Information provided:
* * * * * * *

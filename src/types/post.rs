//! Post types returned by the enrichment endpoint.

use chrono::{DateTime, NaiveDateTime, Utc};
use serde::{Deserialize, Deserializer, Serialize};
use serde_json::Value;

use super::sentiment::SentimentValue;

/// A post timestamp as the upstream platform reported it.
///
/// Reddit sends unix seconds (`created_utc`), Hacker News and NewsAPI send
/// ISO-8601 strings.
#[derive(Debug, Clone, PartialEq, Serialize, Deserialize)]
#[serde(untagged)]
pub enum Timestamp {
    Unix(f64),
    Text(String),
}

impl Timestamp {
    /// Convert to a UTC instant; `None` when the value cannot be interpreted.
    pub fn to_datetime(&self) -> Option<DateTime<Utc>> {
        match self {
            Timestamp::Unix(secs) => {
                if !secs.is_finite() {
                    return None;
                }
                let whole = secs.floor();
                let nanos = ((secs - whole) * 1e9).round() as u32;
                DateTime::from_timestamp(whole as i64, nanos.min(999_999_999))
            }
            Timestamp::Text(s) => {
                let s = s.trim();
                DateTime::parse_from_rfc3339(s)
                    .map(|dt| dt.with_timezone(&Utc))
                    .ok()
                    .or_else(|| {
                        NaiveDateTime::parse_from_str(s, "%Y-%m-%dT%H:%M:%S%.f")
                            .ok()
                            .map(|naive| naive.and_utc())
                    })
            }
        }
    }
}

/// Engagement data attached to a post by its source platform.
#[derive(Debug, Clone, Default, PartialEq, Serialize, Deserialize)]
pub struct PostMetadata {
    /// Upvotes (Reddit `score`, Hacker News `points`).
    #[serde(
        default,
        deserialize_with = "lenient_count",
        skip_serializing_if = "Option::is_none"
    )]
    pub votes: Option<i64>,
    #[serde(
        default,
        deserialize_with = "lenient_count",
        skip_serializing_if = "Option::is_none"
    )]
    pub comments: Option<i64>,
    #[serde(
        default,
        deserialize_with = "lenient_timestamp",
        skip_serializing_if = "Option::is_none"
    )]
    pub created: Option<Timestamp>,
}

impl PostMetadata {
    fn is_empty(&self) -> bool {
        self.votes.is_none() && self.comments.is_none() && self.created.is_none()
    }
}

/// A single post from one source, carrying its sentiment.
#[derive(Debug, Clone, Default, PartialEq, Serialize, Deserialize)]
#[serde(from = "WirePost")]
pub struct Post {
    pub title: String,
    pub url: String,
    pub sentiment: SentimentValue,
    #[serde(skip_serializing_if = "Option::is_none")]
    pub source_metadata: Option<PostMetadata>,
}

impl Post {
    pub fn new(
        title: impl Into<String>,
        url: impl Into<String>,
        sentiment: impl Into<SentimentValue>,
    ) -> Self {
        Self {
            title: title.into(),
            url: url.into(),
            sentiment: sentiment.into(),
            source_metadata: None,
        }
    }

    /// Set the sentiment, keeping everything else.
    pub fn with_sentiment(mut self, sentiment: impl Into<SentimentValue>) -> Self {
        self.sentiment = sentiment.into();
        self
    }

    pub fn with_metadata(mut self, metadata: PostMetadata) -> Self {
        self.source_metadata = Some(metadata);
        self
    }

    /// When the post was created, if the source reported a usable timestamp.
    pub fn created_at(&self) -> Option<DateTime<Utc>> {
        self.source_metadata
            .as_ref()
            .and_then(|m| m.created.as_ref())
            .and_then(Timestamp::to_datetime)
    }
}

fn null_as_empty<'de, D>(deserializer: D) -> std::result::Result<String, D::Error>
where
    D: Deserializer<'de>,
{
    Ok(Option::<String>::deserialize(deserializer)?.unwrap_or_default())
}

/// Engagement counts: integers, floats (rounded) or numeric strings.
/// Anything else reads as absent rather than failing the post.
fn lenient_count<'de, D>(deserializer: D) -> std::result::Result<Option<i64>, D::Error>
where
    D: Deserializer<'de>,
{
    let count = match Option::<Value>::deserialize(deserializer)? {
        Some(Value::Number(n)) => n.as_i64().or_else(|| n.as_f64().and_then(round_count)),
        Some(Value::String(s)) => {
            let s = s.trim();
            s.parse::<i64>()
                .ok()
                .or_else(|| s.parse::<f64>().ok().and_then(round_count))
        }
        _ => None,
    };
    Ok(count)
}

fn round_count(n: f64) -> Option<i64> {
    n.is_finite().then(|| n.round() as i64)
}

fn lenient_timestamp<'de, D>(deserializer: D) -> std::result::Result<Option<Timestamp>, D::Error>
where
    D: Deserializer<'de>,
{
    let timestamp = match Option::<Value>::deserialize(deserializer)? {
        Some(Value::Number(n)) => n.as_f64().map(Timestamp::Unix),
        Some(Value::String(s)) => Some(Timestamp::Text(s)),
        _ => None,
    };
    Ok(timestamp)
}

/// A nested `source_metadata` that is not an object is ignored.
fn lenient_metadata<'de, D>(deserializer: D) -> std::result::Result<Option<PostMetadata>, D::Error>
where
    D: Deserializer<'de>,
{
    Ok(match Option::<Value>::deserialize(deserializer)? {
        Some(value @ Value::Object(_)) => serde_json::from_value(value).ok(),
        _ => None,
    })
}

/// Wire shape: the backend emits metadata as flat, per-platform fields.
#[derive(Deserialize)]
struct WirePost {
    #[serde(default, deserialize_with = "null_as_empty")]
    title: String,
    #[serde(default, deserialize_with = "null_as_empty")]
    url: String,
    #[serde(default)]
    sentiment: SentimentValue,
    #[serde(default, deserialize_with = "lenient_metadata")]
    source_metadata: Option<PostMetadata>,
    #[serde(default, deserialize_with = "lenient_count")]
    score: Option<i64>,
    #[serde(default, deserialize_with = "lenient_count")]
    points: Option<i64>,
    #[serde(default, deserialize_with = "lenient_count")]
    votes: Option<i64>,
    #[serde(default, deserialize_with = "lenient_count")]
    num_comments: Option<i64>,
    #[serde(default, deserialize_with = "lenient_count")]
    comments: Option<i64>,
    #[serde(default, deserialize_with = "lenient_timestamp")]
    created: Option<Timestamp>,
    #[serde(default, deserialize_with = "lenient_timestamp")]
    created_utc: Option<Timestamp>,
    #[serde(default, deserialize_with = "lenient_timestamp")]
    created_at: Option<Timestamp>,
    #[serde(
        default,
        rename = "publishedAt",
        deserialize_with = "lenient_timestamp"
    )]
    published_at: Option<Timestamp>,
}

impl From<WirePost> for Post {
    fn from(wire: WirePost) -> Self {
        let source_metadata = wire.source_metadata.or_else(|| {
            let flat = PostMetadata {
                votes: wire.votes.or(wire.score).or(wire.points),
                comments: wire.comments.or(wire.num_comments),
                created: wire
                    .created
                    .or(wire.created_utc)
                    .or(wire.created_at)
                    .or(wire.published_at),
            };
            (!flat.is_empty()).then_some(flat)
        });
        Post {
            title: wire.title,
            url: wire.url,
            sentiment: wire.sentiment,
            source_metadata,
        }
    }
}

#[cfg(test)]
mod tests {
    use super::*;
    use crate::types::{SentimentLabel, SentimentScore};
    use serde_json::json;

    #[test]
    fn reddit_post_folds_flat_metadata() {
        let post: Post = serde_json::from_value(json!({
            "title": "Rust 2024 is out",
            "url": "https://reddit.com/r/rust/1",
            "score": 412,
            "created": 1_700_000_000.5,
            "sentiment": {"label": "Positive", "score": 0.91}
        }))
        .unwrap();

        let meta = post.source_metadata.clone().unwrap();
        assert_eq!(meta.votes, Some(412));
        assert_eq!(meta.created, Some(Timestamp::Unix(1_700_000_000.5)));
        assert_eq!(
            post.sentiment,
            SentimentValue::Scored(SentimentScore::new(SentimentLabel::Positive, 0.91))
        );
        assert_eq!(post.created_at().unwrap().timestamp(), 1_700_000_000);
    }

    #[test]
    fn hacker_news_post_with_null_title() {
        let post: Post = serde_json::from_value(json!({
            "title": null,
            "url": null,
            "points": 12,
            "created": "2024-03-01T10:00:00Z"
        }))
        .unwrap();

        assert_eq!(post.title, "");
        assert_eq!(post.url, "");
        assert_eq!(post.sentiment, SentimentValue::Missing);
        let meta = post.source_metadata.unwrap();
        assert_eq!(meta.votes, Some(12));
        assert_eq!(
            meta.created.unwrap().to_datetime().unwrap().to_rfc3339(),
            "2024-03-01T10:00:00+00:00"
        );
    }

    #[test]
    fn news_article_uses_published_at() {
        let post: Post = serde_json::from_value(json!({
            "title": "Markets rally",
            "url": "https://news.example/a",
            "publishedAt": "2024-05-02T08:30:00"
        }))
        .unwrap();

        assert!(post.created_at().is_some());
    }

    #[test]
    fn post_without_metadata_has_none() {
        let post: Post = serde_json::from_value(json!({"title": "t", "url": "u"})).unwrap();
        assert!(post.source_metadata.is_none());
        assert!(post.created_at().is_none());
    }

    #[test]
    fn explicit_source_metadata_wins() {
        let post: Post = serde_json::from_value(json!({
            "title": "t",
            "url": "u",
            "score": 1,
            "source_metadata": {"votes": 7, "comments": 3}
        }))
        .unwrap();

        let meta = post.source_metadata.unwrap();
        assert_eq!(meta.votes, Some(7));
        assert_eq!(meta.comments, Some(3));
    }

    #[test]
    fn loosely_typed_engagement_fields_are_accepted() {
        let reddit: Post = serde_json::from_value(json!({
            "title": "a",
            "url": "u",
            "sentiment": 0.5,
            "score": 12.5,
            "num_comments": " 7 ",
            "created_utc": {"seconds": 1}
        }))
        .unwrap();
        let meta = reddit.source_metadata.unwrap();
        assert_eq!(meta.votes, Some(13));
        assert_eq!(meta.comments, Some(7));
        assert_eq!(meta.created, None);

        let hn: Post = serde_json::from_value(json!({
            "title": "b",
            "url": "v",
            "points": "many",
            "comments": 4.0,
            "source_metadata": "n/a"
        }))
        .unwrap();
        let meta = hn.source_metadata.unwrap();
        assert_eq!(meta.votes, None);
        assert_eq!(meta.comments, Some(4));
    }

    #[test]
    fn unparsable_timestamp_is_ignored() {
        assert!(Timestamp::Text("yesterday".into()).to_datetime().is_none());
        assert!(Timestamp::Unix(f64::NAN).to_datetime().is_none());
    }
}
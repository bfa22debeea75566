//! Per-query result types.

use std::fmt;

use serde::{Deserialize, Serialize};

use super::post::Post;

/// Upstream content platform.
#[derive(Debug, Clone, Copy, PartialEq, Eq, Hash, Serialize, Deserialize)]
#[serde(rename_all = "lowercase")]
pub enum Source {
    Reddit,
    #[serde(rename = "hackernews")]
    HackerNews,
    News,
}

impl Source {
    /// Every source, in the fixed chart order.
    pub const ALL: [Source; 3] = [Source::Reddit, Source::HackerNews, Source::News];

    /// Key used for this source in the backend payload.
    pub fn key(&self) -> &'static str {
        match self {
            Source::Reddit => "reddit",
            Source::HackerNews => "hackernews",
            Source::News => "news",
        }
    }

    /// Human-readable name used as a chart series label.
    pub fn display_name(&self) -> &'static str {
        match self {
            Source::Reddit => "Reddit",
            Source::HackerNews => "Hacker News",
            Source::News => "News",
        }
    }
}

impl fmt::Display for Source {
    fn fmt(&self, f: &mut fmt::Formatter<'_>) -> fmt::Result {
        f.write_str(self.display_name())
    }
}

/// Posts returned for one query, grouped by source.
#[derive(Debug, Clone, Default, PartialEq, Serialize, Deserialize)]
pub struct QueryResult {
    pub query: String,
    #[serde(default)]
    pub reddit: Vec<Post>,
    #[serde(default)]
    pub hackernews: Vec<Post>,
    #[serde(default)]
    pub news: Vec<Post>,
}

impl QueryResult {
    /// A result with no posts from any source.
    pub fn empty(query: impl Into<String>) -> Self {
        Self {
            query: query.into(),
            ..Self::default()
        }
    }

    pub fn posts(&self, source: Source) -> &[Post] {
        match source {
            Source::Reddit => &self.reddit,
            Source::HackerNews => &self.hackernews,
            Source::News => &self.news,
        }
    }

    pub fn posts_mut(&mut self, source: Source) -> &mut Vec<Post> {
        match source {
            Source::Reddit => &mut self.reddit,
            Source::HackerNews => &mut self.hackernews,
            Source::News => &mut self.news,
        }
    }

    /// Builder-style setter for one source's posts.
    pub fn with_posts(mut self, source: Source, posts: Vec<Post>) -> Self {
        *self.posts_mut(source) = posts;
        self
    }

    pub fn total_posts(&self) -> usize {
        Source::ALL.iter().map(|s| self.posts(*s).len()).sum()
    }

    pub fn is_empty(&self) -> bool {
        self.total_posts() == 0
    }
}
//! Public types for the TrendPulse pipeline.

mod comparison;
mod post;
mod result;
mod sentiment;

pub use comparison::{
    ComparisonDataset, PlatformAggregate, SentimentSeriesEntry, VolumeSeriesEntry,
};
pub use post::{Post, PostMetadata, Timestamp};
pub use result::{QueryResult, Source};
pub use sentiment::{SentimentLabel, SentimentScore, SentimentValue};
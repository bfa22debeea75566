//! Sentiment normalization.
//!
//! Every place that reads a post's sentiment goes through [`normalize`] so
//! the same stored value is never interpreted two ways.

use crate::types::{SentimentLabel, SentimentValue};

/// Threshold used when tagging individual posts for display.
pub const TONE_THRESHOLD: f64 = 0.3;

/// Threshold used when labelling a whole source's average sentiment.
pub const TREND_THRESHOLD: f64 = 0.1;

/// Collapse any sentiment shape to one finite score.
///
/// - numbers are used as-is
/// - objects use `score`, then `value`; a field counts only when it is
///   present, finite and non-zero
/// - strings are coerced numerically (an empty string is `0.0`)
/// - anything else is `0.0`
pub fn normalize(sentiment: &SentimentValue) -> f64 {
    match sentiment {
        SentimentValue::Number(n) => finite_or_zero(*n),
        SentimentValue::Scored(s) => s
            .score
            .filter(|v| is_usable(*v))
            .or_else(|| s.value.filter(|v| is_usable(*v)))
            .unwrap_or(0.0),
        SentimentValue::Text(text) => coerce(text),
        SentimentValue::Missing => 0.0,
    }
}

/// Display tone of a single post.
pub fn tone(sentiment: &SentimentValue) -> SentimentLabel {
    SentimentLabel::from_score(normalize(sentiment), TONE_THRESHOLD)
}

/// Render a score with an explicit sign for positives: `+0.50`, `-0.25`, `0.00`.
pub fn format_score(score: f64) -> String {
    let score = finite_or_zero(score);
    if score > 0.0 {
        format!("+{score:.2}")
    } else {
        // avoid printing "-0.00" for tiny negatives
        let rounded = (score * 100.0).round() / 100.0;
        format!("{:.2}", if rounded == 0.0 { 0.0 } else { score })
    }
}

/// Round half away from zero to two decimals.
pub fn round2(value: f64) -> f64 {
    (value * 100.0).round() / 100.0
}

fn is_usable(v: f64) -> bool {
    v.is_finite() && v != 0.0
}

fn finite_or_zero(v: f64) -> f64 {
    if v.is_finite() { v } else { 0.0 }
}

fn coerce(text: &str) -> f64 {
    let trimmed = text.trim();
    if trimmed.is_empty() {
        return 0.0;
    }
    trimmed.parse::<f64>().map(finite_or_zero).unwrap_or(0.0)
}
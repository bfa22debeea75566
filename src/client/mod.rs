//! Fetch client for the enrichment endpoint.
//!
//! [`TrendClient`] wraps a [`TrendTransport`] with the retry policy and
//! envelope decoding, and drives the multi-query comparison.

mod builder;
pub mod envelope;
pub mod retry;
pub mod transport;

use std::sync::Arc;
use std::time::Instant;

use tracing::{info, warn};

pub use builder::TrendClientBuilder;
pub use envelope::{parse_envelope, parse_payload};
pub use retry::RetryConfig;
pub use transport::{HttpTransport, TrendTransport};

use crate::config::Config;
use crate::insights::{self, TopTrends};
use crate::pipeline::{ComparisonOutcome, run_comparison};
use crate::telemetry;
use crate::types::QueryResult;
use crate::{Result, TrendPulseError};

/// Client for fetching and comparing trend data.
#[derive(Clone)]
pub struct TrendClient {
    transport: Arc<dyn TrendTransport>,
    retry: RetryConfig,
}

impl TrendClient {
    /// Create a new builder for configuring the client.
    pub fn builder() -> TrendClientBuilder {
        TrendClientBuilder::new()
    }

    pub fn new(transport: Arc<dyn TrendTransport>, retry: RetryConfig) -> Self {
        Self { transport, retry }
    }

    /// Build an HTTP client from loaded configuration.
    pub fn from_config(config: &Config) -> Result<Self> {
        let mut builder = Self::builder()
            .base_url(config.endpoint.base_url.clone())
            .timeout(config.endpoint.timeout())
            .retry(config.retry.to_retry_config());
        if let Some(key) = config.api_key() {
            builder = builder.api_key(key);
        }
        builder.build()
    }

    pub fn retry_config(&self) -> &RetryConfig {
        &self.retry
    }

    /// Fetch and decode the posts for one query.
    ///
    /// The query is sent and labelled exactly as given; only a query that
    /// is empty or all whitespace is rejected.
    ///
    /// Transport and non-2xx failures are retried per [`RetryConfig`]; when
    /// attempts run out the error is [`TrendPulseError::Fetch`]. Parse and
    /// schema failures are returned without retrying.
    pub async fn fetch_trends(&self, query: &str) -> Result<QueryResult> {
        if query.trim().is_empty() {
            return Err(TrendPulseError::InvalidInput("query must not be blank".into()));
        }

        let start = Instant::now();
        let result = fetch_and_decode(self, query).await;
        let elapsed = start.elapsed();

        metrics::histogram!(telemetry::REQUEST_DURATION_SECONDS).record(elapsed.as_secs_f64());
        let status = if result.is_ok() { "ok" } else { "error" };
        metrics::counter!(telemetry::REQUESTS_TOTAL, "status" => status).increment(1);

        match &result {
            Ok(r) => info!(
                query,
                reddit = r.reddit.len(),
                hackernews = r.hackernews.len(),
                news = r.news.len(),
                duration_ms = elapsed.as_millis() as u64,
                "fetched trends"
            ),
            Err(e) => warn!(query, error = %e, "failed to fetch trends"),
        }
        result
    }

    /// Fetch every query in turn and aggregate them for the comparison view.
    ///
    /// Queries are validated (1 to 5, none blank). A query that fails is
    /// reported in [`ComparisonOutcome::failures`] and charted as empty.
    pub async fn compare<Q: AsRef<str>>(&self, queries: &[Q]) -> Result<ComparisonOutcome> {
        run_comparison(queries, move |query| async move { self.fetch_trends(&query).await }).await
    }

    /// Fetch one query and pick the first `limit` posts of each source.
    pub async fn top_trends(&self, query: &str, limit: usize) -> Result<TopTrends> {
        let result = self.fetch_trends(query).await?;
        Ok(insights::top_posts(&result, limit))
    }
}

async fn fetch_and_decode(client: &TrendClient, query: &str) -> Result<QueryResult> {
    let transport = client.transport.as_ref();
    let raw = retry::with_retry(&client.retry, transport.name(), query, || {
        transport.fetch_envelope(query)
    })
    .await?;
    parse_envelope(query, &raw)
}
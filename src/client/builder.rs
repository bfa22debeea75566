//! Builder for configuring [`TrendClient`] instances

use std::sync::Arc;
use std::time::Duration;

use super::transport::{DEFAULT_BASE_URL, DEFAULT_TIMEOUT, HttpTransport, TrendTransport};
use super::{RetryConfig, TrendClient};
use crate::Result;

/// Builder for configuring [`TrendClient`] instances.
pub struct TrendClientBuilder {
    base_url: String,
    api_key: Option<String>,
    timeout: Duration,
    retry: RetryConfig,
    transport: Option<Arc<dyn TrendTransport>>,
}

impl Default for TrendClientBuilder {
    fn default() -> Self {
        Self::new()
    }
}

impl TrendClientBuilder {
    pub fn new() -> Self {
        Self {
            base_url: DEFAULT_BASE_URL.to_string(),
            api_key: None,
            timeout: DEFAULT_TIMEOUT,
            retry: RetryConfig::default(),
            transport: None,
        }
    }

    /// Base URL of the enrichment backend; `/enrich` is appended.
    pub fn base_url(mut self, url: impl Into<String>) -> Self {
        self.base_url = url.into();
        self
    }

    /// API key sent as `x-api-key`.
    pub fn api_key(mut self, key: impl Into<String>) -> Self {
        self.api_key = Some(key.into());
        self
    }

    /// Per-attempt request timeout (default: 10s).
    pub fn timeout(mut self, timeout: Duration) -> Self {
        self.timeout = timeout;
        self
    }

    pub fn retry(mut self, config: RetryConfig) -> Self {
        self.retry = config;
        self
    }

    /// Use a custom transport instead of HTTP. Base URL, key and timeout
    /// are then ignored.
    pub fn transport(mut self, transport: Arc<dyn TrendTransport>) -> Self {
        self.transport = Some(transport);
        self
    }

    pub fn build(self) -> Result<TrendClient> {
        let transport: Arc<dyn TrendTransport> = match self.transport {
            Some(t) => t,
            None => Arc::new(HttpTransport::with_base_url(
                self.base_url,
                self.timeout,
                self.api_key,
            )?),
        };
        Ok(TrendClient::new(transport, self.retry))
    }
}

* * * * * * *

Assignment: The lines to return are those in the entries above that include "SentimentScore".

Solution for this exercise:
    use crate::types::{SentimentLabel, SentimentScore};
            SentimentValue::Scored(SentimentScore::new(SentimentLabel::Positive, 0.91))
pub use sentiment::{SentimentLabel, SentimentScore, SentimentValue};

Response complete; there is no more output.